Your task is to set down the line containing "- 1].value, dec(40));" and every later line of the entries, word for word, including the last.
·····
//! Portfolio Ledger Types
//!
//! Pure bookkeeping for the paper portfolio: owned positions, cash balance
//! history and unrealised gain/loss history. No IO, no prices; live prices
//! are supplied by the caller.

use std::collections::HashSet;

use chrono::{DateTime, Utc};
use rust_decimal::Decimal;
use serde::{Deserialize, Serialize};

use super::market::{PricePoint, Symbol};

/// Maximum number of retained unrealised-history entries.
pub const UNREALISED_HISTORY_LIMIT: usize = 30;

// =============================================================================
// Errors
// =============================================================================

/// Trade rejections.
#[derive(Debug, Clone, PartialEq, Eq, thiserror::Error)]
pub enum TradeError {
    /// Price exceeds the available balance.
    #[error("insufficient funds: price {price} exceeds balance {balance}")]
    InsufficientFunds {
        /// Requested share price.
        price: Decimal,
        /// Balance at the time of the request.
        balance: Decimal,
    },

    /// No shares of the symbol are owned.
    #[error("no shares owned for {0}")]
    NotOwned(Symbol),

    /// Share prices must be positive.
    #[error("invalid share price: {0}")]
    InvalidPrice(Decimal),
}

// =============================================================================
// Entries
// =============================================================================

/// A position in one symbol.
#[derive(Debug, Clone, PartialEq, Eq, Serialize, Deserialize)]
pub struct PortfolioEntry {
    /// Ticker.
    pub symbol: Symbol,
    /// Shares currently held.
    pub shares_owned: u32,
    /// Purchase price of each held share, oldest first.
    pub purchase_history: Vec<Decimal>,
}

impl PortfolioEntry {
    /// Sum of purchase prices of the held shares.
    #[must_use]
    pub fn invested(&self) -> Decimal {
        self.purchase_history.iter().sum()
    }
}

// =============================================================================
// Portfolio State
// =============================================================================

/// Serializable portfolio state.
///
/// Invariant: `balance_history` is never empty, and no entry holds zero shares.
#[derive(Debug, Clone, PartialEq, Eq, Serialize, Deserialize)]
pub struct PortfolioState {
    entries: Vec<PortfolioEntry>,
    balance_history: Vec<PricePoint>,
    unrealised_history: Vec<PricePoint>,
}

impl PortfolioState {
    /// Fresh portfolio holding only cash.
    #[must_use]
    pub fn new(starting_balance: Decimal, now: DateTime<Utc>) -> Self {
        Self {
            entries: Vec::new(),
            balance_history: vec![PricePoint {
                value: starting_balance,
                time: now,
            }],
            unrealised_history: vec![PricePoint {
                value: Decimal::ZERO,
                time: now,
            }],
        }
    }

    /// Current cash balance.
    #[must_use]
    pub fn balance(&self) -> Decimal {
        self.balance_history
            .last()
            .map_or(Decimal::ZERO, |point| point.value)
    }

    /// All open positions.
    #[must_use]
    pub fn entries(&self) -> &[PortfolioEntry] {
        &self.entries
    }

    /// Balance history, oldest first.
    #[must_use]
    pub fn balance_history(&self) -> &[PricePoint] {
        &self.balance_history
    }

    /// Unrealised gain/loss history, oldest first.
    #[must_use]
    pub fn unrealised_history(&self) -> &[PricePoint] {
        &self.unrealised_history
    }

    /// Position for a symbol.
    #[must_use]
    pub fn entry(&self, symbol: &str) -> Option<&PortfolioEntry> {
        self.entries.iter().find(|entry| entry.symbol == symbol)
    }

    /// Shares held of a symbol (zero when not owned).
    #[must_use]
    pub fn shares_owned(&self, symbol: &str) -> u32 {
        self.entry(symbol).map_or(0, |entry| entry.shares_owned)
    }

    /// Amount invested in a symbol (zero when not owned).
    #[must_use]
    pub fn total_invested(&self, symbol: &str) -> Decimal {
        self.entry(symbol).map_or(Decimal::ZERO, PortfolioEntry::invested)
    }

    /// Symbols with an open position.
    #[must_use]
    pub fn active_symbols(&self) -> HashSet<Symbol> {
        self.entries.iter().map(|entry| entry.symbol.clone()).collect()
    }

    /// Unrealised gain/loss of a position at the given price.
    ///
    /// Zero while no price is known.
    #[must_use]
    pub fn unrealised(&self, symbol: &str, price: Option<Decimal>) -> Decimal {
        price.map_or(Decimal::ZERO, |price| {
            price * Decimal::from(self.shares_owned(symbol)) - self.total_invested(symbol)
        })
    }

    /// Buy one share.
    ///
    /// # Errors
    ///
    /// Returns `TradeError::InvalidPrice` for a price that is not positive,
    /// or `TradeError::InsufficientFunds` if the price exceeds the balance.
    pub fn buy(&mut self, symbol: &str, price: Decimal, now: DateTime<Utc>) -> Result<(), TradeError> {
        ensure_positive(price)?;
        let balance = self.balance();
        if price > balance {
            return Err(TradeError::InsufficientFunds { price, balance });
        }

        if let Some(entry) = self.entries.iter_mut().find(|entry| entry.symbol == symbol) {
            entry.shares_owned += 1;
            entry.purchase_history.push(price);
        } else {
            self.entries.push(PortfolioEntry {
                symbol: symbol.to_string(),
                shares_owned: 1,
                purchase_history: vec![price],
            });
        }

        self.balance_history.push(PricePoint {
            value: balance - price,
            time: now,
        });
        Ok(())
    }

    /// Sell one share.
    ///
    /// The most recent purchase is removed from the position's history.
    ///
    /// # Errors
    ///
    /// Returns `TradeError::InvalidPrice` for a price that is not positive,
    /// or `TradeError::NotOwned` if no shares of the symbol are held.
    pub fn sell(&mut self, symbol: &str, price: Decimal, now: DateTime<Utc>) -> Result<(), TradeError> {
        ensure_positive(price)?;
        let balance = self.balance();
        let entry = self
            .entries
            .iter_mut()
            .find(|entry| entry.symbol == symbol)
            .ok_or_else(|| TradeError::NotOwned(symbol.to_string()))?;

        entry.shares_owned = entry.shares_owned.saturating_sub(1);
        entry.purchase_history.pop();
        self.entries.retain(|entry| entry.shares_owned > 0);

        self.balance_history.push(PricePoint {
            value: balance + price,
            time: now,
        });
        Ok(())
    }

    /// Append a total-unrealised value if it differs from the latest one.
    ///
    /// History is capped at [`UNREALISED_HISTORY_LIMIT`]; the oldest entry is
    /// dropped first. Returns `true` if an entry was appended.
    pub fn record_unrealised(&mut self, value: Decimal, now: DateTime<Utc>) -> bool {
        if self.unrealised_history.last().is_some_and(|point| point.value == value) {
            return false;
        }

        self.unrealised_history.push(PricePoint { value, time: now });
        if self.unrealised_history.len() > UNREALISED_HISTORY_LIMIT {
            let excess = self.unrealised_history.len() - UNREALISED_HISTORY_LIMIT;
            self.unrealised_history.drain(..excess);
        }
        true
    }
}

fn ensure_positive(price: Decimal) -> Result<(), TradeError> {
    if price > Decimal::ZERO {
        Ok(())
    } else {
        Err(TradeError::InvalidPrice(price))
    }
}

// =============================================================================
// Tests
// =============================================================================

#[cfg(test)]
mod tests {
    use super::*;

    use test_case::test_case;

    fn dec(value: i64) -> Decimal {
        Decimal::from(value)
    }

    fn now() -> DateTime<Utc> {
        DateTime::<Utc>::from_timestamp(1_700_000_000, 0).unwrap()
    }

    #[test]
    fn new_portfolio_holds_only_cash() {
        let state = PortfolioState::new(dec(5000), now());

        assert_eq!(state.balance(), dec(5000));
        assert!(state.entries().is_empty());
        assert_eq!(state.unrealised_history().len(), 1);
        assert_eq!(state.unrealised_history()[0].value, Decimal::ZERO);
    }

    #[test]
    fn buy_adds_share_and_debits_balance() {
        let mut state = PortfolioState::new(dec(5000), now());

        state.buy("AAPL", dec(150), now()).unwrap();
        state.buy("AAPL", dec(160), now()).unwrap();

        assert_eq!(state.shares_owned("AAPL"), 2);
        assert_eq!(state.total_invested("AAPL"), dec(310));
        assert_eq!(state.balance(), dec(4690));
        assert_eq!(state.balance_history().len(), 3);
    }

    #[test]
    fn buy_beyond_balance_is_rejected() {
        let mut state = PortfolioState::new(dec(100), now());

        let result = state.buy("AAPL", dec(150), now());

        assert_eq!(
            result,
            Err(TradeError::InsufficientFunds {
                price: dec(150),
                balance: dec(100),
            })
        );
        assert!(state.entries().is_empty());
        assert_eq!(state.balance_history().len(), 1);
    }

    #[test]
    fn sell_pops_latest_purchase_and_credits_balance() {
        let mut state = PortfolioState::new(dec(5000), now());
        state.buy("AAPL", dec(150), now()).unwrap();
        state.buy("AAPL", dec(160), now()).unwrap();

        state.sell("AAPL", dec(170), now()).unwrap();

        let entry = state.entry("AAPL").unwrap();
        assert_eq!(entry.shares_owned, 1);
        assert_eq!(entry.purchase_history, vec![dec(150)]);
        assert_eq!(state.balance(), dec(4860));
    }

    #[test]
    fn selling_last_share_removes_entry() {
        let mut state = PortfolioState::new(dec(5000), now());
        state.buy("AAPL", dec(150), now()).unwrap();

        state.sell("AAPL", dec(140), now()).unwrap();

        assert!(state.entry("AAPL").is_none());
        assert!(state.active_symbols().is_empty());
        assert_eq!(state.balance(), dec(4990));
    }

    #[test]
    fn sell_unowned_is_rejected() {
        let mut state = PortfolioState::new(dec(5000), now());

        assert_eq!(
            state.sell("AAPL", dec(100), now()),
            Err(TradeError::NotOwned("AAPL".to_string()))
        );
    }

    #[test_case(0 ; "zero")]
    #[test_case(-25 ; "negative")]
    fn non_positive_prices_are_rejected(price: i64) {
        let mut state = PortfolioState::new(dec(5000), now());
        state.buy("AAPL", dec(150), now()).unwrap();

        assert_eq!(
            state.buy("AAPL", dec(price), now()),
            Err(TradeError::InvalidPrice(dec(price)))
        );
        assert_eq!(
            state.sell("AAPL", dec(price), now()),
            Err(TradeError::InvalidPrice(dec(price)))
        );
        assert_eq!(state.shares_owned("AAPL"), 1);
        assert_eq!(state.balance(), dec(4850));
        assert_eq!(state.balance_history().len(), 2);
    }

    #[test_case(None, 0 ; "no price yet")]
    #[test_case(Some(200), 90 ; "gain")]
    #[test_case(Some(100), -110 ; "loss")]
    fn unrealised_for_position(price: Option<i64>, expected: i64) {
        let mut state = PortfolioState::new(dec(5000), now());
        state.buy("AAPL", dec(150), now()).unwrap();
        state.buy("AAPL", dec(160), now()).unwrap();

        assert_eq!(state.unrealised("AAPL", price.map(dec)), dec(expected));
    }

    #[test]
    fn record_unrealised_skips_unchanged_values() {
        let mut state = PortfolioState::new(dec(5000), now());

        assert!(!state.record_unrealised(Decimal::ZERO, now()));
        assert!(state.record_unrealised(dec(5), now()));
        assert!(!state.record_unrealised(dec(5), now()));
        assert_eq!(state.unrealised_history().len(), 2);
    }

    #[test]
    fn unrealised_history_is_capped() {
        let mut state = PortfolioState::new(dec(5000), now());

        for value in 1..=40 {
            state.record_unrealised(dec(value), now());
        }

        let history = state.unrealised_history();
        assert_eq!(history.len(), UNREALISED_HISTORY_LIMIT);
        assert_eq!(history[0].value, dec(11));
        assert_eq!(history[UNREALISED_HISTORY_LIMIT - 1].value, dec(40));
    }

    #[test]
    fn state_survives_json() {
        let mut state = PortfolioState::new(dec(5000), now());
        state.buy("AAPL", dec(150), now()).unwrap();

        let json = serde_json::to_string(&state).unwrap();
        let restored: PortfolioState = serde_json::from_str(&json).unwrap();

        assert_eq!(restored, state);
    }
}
·····
→ ANSWER SPACE
        assert_eq!(history[UNREALISED_HISTORY_LIMIT - 1].value, dec(40));
    }

    #[test]
    fn state_survives_json() {
        let mut state = PortfolioState::new(dec(5000), now());
        state.buy("AAPL", dec(150), now()).unwrap();

        let json = serde_json::to_string(&state).unwrap();
        let restored: PortfolioState = serde_json::from_str(&json).unwrap();

        assert_eq!(restored, state);
    }
}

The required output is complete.